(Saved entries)
▬▬▬▬▬▬▬▬▬▬

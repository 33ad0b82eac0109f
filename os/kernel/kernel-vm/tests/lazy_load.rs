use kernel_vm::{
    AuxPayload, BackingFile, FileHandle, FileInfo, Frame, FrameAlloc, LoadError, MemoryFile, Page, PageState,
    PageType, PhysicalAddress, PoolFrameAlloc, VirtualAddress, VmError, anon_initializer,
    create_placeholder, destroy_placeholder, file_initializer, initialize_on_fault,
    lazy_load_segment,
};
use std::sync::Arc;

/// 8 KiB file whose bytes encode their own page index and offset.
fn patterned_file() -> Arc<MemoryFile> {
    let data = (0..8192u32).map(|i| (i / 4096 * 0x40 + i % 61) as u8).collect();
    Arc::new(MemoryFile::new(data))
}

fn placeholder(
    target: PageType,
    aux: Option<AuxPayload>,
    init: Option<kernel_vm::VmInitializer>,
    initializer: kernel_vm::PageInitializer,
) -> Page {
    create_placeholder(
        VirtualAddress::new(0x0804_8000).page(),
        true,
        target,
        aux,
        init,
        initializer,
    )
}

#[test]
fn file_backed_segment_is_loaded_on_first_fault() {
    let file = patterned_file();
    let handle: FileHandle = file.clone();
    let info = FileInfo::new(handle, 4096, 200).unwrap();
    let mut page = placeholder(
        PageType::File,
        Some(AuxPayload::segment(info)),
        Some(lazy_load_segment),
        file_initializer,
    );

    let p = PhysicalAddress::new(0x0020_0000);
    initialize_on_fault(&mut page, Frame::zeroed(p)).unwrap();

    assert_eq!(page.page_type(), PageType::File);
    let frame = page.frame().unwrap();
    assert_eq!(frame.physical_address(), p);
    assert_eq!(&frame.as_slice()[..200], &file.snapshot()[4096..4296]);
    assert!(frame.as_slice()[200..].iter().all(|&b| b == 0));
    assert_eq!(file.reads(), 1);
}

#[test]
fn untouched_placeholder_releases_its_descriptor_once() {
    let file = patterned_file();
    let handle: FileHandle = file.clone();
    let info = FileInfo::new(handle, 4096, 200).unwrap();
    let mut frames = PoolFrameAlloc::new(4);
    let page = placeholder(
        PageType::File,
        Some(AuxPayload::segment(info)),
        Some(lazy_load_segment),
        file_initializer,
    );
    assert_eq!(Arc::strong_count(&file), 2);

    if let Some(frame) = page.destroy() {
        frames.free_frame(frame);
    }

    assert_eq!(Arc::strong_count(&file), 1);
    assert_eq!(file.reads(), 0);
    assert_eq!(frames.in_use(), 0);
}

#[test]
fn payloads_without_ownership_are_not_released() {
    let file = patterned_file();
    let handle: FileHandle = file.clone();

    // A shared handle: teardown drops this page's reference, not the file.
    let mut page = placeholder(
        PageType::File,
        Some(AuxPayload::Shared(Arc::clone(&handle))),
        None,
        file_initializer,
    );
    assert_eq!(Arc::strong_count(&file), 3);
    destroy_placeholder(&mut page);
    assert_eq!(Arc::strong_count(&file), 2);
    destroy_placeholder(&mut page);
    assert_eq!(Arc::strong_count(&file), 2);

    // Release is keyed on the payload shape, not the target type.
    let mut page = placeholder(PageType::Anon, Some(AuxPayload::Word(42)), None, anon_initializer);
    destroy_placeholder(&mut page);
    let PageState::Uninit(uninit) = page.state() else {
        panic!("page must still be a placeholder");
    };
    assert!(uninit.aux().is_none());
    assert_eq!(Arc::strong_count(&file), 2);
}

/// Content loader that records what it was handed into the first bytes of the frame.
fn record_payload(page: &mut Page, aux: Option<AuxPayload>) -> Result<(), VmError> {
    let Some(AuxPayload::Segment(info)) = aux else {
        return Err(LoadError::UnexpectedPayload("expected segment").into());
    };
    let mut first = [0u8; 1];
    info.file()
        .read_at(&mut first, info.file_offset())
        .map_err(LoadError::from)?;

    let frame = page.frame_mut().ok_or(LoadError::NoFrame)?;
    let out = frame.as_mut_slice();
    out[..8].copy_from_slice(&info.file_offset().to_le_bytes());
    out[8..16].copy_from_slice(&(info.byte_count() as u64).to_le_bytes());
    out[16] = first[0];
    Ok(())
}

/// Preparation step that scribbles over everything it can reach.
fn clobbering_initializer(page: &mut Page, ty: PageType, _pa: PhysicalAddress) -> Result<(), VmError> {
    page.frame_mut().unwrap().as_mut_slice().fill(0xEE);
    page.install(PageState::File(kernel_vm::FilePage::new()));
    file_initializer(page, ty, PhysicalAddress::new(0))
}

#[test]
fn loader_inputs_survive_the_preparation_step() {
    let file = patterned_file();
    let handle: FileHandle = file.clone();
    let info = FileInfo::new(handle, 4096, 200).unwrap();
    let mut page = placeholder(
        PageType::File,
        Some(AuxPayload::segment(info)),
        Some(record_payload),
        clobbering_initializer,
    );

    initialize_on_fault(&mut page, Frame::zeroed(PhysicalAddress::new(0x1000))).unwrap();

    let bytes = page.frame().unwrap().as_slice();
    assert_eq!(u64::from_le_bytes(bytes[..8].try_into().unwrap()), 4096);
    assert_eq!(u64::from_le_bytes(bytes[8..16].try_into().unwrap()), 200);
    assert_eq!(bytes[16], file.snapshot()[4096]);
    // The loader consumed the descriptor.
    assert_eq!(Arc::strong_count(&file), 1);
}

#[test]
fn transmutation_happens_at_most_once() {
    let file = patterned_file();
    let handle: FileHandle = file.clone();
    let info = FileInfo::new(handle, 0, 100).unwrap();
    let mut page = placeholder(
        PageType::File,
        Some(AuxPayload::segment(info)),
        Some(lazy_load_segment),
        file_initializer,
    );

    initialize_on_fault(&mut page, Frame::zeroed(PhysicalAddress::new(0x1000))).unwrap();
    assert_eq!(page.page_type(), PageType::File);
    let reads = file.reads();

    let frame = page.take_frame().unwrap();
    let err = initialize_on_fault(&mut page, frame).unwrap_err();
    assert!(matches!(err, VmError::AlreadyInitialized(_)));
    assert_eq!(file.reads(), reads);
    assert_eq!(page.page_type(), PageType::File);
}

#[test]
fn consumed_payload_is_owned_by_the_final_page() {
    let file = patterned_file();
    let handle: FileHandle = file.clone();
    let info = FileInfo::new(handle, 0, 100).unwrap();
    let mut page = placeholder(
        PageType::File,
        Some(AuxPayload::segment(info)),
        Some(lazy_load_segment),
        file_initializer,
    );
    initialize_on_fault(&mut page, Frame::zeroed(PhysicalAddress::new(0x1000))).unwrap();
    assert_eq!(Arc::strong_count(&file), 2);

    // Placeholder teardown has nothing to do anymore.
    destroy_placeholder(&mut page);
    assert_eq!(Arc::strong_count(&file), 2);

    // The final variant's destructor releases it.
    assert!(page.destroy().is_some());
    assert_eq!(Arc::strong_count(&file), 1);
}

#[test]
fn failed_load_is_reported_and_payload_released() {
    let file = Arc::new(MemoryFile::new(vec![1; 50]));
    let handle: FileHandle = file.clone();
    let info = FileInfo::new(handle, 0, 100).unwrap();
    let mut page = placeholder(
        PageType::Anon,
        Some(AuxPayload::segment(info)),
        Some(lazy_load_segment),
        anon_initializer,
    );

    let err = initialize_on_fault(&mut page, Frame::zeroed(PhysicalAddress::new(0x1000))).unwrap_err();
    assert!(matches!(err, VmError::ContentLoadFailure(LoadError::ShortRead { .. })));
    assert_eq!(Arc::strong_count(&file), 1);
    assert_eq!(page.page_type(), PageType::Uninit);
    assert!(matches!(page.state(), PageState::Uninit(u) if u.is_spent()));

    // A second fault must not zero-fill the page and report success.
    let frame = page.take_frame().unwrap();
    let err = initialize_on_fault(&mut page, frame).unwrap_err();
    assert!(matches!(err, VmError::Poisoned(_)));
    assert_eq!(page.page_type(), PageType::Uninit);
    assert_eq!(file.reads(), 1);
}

▬▬▬▬▬▬▬▬▬▬

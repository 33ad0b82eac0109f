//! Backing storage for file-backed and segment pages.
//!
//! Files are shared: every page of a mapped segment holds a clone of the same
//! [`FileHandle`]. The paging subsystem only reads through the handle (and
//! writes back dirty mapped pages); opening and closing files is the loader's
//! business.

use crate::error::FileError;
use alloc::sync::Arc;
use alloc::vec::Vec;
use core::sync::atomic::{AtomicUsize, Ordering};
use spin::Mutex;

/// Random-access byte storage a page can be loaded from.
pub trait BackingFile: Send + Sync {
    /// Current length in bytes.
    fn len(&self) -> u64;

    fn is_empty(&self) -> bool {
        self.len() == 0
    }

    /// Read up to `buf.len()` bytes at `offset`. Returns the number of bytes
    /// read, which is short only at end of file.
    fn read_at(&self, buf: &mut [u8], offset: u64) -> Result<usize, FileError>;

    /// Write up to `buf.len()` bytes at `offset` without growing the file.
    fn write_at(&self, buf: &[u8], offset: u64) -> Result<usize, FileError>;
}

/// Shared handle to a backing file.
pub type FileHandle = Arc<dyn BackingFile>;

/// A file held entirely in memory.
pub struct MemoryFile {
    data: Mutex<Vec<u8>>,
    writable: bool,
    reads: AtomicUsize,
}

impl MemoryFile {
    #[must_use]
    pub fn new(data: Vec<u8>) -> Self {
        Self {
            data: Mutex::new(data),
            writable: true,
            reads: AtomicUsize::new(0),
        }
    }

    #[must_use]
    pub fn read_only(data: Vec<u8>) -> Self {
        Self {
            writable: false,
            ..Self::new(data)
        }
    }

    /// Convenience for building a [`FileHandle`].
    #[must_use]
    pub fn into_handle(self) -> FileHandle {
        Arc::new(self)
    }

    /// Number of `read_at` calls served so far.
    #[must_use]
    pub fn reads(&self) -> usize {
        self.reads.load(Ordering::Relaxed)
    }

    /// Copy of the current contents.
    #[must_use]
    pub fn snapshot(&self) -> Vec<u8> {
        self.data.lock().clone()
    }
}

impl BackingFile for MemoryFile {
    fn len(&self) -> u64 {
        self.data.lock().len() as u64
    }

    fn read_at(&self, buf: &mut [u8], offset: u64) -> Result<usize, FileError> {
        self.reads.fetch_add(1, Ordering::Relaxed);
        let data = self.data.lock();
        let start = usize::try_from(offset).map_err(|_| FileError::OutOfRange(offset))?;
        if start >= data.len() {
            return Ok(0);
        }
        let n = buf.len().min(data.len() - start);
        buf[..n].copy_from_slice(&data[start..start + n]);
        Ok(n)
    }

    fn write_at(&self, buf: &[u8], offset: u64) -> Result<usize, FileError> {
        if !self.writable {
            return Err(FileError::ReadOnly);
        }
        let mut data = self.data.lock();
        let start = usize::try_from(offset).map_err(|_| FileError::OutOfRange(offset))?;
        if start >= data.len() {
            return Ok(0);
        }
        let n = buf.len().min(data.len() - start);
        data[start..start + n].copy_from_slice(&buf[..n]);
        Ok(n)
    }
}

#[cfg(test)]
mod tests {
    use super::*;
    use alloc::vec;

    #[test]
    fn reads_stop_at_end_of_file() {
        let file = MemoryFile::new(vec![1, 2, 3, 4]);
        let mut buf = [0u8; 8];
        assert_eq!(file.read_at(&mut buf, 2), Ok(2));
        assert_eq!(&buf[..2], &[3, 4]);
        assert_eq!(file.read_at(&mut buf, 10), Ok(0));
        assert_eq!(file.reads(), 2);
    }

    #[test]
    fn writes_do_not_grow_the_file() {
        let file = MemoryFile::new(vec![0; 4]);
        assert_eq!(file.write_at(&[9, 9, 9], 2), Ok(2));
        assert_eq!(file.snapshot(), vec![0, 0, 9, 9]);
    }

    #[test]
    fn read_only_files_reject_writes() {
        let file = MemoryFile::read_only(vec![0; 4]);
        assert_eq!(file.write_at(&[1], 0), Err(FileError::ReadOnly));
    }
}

▬▬▬▬▬▬▬▬▬▬

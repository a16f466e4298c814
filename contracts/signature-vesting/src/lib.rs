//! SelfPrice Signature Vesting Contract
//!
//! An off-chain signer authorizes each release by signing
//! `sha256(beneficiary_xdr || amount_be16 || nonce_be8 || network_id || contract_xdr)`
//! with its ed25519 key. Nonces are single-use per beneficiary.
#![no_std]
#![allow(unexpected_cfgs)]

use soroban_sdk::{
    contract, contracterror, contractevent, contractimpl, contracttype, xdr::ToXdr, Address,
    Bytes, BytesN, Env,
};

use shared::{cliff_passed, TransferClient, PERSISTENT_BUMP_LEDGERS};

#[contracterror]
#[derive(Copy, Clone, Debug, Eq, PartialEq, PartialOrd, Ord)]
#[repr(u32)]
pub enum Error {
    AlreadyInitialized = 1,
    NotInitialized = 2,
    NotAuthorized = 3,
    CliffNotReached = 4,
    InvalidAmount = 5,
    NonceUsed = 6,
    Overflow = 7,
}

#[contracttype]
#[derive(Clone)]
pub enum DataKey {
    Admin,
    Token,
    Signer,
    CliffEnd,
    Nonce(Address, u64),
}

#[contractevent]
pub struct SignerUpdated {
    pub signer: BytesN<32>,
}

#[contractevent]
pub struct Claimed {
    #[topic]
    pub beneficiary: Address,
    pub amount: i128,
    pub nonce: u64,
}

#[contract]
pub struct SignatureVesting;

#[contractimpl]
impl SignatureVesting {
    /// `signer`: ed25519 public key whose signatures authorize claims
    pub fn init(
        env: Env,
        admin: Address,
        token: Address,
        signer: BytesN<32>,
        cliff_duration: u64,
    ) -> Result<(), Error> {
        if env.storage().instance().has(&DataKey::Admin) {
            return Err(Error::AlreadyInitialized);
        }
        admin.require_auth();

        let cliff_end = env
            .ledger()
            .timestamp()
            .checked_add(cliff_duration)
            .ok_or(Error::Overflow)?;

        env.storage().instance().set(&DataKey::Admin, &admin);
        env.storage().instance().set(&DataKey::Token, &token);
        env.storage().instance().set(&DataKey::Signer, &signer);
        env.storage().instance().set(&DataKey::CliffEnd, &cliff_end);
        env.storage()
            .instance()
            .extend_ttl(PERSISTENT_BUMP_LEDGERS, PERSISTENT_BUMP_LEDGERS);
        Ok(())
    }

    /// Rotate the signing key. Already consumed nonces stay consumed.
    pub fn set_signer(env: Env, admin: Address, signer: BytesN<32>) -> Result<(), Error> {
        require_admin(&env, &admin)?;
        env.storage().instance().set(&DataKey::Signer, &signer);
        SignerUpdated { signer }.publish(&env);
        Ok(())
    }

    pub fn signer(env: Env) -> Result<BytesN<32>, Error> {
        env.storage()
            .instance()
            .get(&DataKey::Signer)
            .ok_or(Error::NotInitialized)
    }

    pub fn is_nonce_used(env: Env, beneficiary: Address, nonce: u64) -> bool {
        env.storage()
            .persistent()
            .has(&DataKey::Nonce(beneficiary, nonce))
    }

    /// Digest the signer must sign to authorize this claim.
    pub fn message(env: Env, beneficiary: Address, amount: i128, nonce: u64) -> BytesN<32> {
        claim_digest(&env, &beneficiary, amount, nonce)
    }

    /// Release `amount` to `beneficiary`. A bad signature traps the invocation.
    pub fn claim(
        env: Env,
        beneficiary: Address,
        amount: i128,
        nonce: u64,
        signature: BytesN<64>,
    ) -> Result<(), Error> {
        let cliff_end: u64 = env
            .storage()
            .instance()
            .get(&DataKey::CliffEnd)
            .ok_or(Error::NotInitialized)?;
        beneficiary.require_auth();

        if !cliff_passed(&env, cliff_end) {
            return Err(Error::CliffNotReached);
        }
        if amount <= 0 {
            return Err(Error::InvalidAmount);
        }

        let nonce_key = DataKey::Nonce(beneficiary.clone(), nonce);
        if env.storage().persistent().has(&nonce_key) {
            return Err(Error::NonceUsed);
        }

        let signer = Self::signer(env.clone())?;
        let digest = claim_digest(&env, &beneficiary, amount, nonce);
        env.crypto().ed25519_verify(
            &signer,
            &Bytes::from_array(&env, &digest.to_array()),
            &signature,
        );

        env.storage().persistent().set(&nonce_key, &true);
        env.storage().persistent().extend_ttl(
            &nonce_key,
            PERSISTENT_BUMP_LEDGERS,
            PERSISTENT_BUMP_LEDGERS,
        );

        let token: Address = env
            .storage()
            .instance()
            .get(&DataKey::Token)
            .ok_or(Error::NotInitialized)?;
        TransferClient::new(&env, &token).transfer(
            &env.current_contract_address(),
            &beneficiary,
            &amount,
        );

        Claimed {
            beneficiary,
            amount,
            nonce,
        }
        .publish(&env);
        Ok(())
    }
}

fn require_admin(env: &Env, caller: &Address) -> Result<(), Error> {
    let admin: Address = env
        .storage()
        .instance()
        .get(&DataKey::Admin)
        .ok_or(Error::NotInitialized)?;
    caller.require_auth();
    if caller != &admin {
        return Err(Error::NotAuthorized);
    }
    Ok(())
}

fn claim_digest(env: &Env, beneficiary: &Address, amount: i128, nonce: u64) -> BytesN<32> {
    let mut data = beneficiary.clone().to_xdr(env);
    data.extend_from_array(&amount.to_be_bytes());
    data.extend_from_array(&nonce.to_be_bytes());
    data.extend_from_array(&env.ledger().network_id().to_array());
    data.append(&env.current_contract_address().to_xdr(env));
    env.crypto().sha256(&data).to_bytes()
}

▬▬▬▬▬▬▬▬▬▬

ABOUT THIS EXERCISE:
After locating the line with "must still be" above, return that line and every later line through the one with "fn record_payload(page: &mut", word for word and with nothing else.

SOLVED EXERCISE:
        panic!("page must still be a placeholder");
    };
    assert!(uninit.aux().is_none());
    assert_eq!(Arc::strong_count(&file), 2);
}

/// Content loader that records what it was handed into the first bytes of the frame.
fn record_payload(page: &mut Page, aux: Option<AuxPayload>) -> Result<(), VmError> {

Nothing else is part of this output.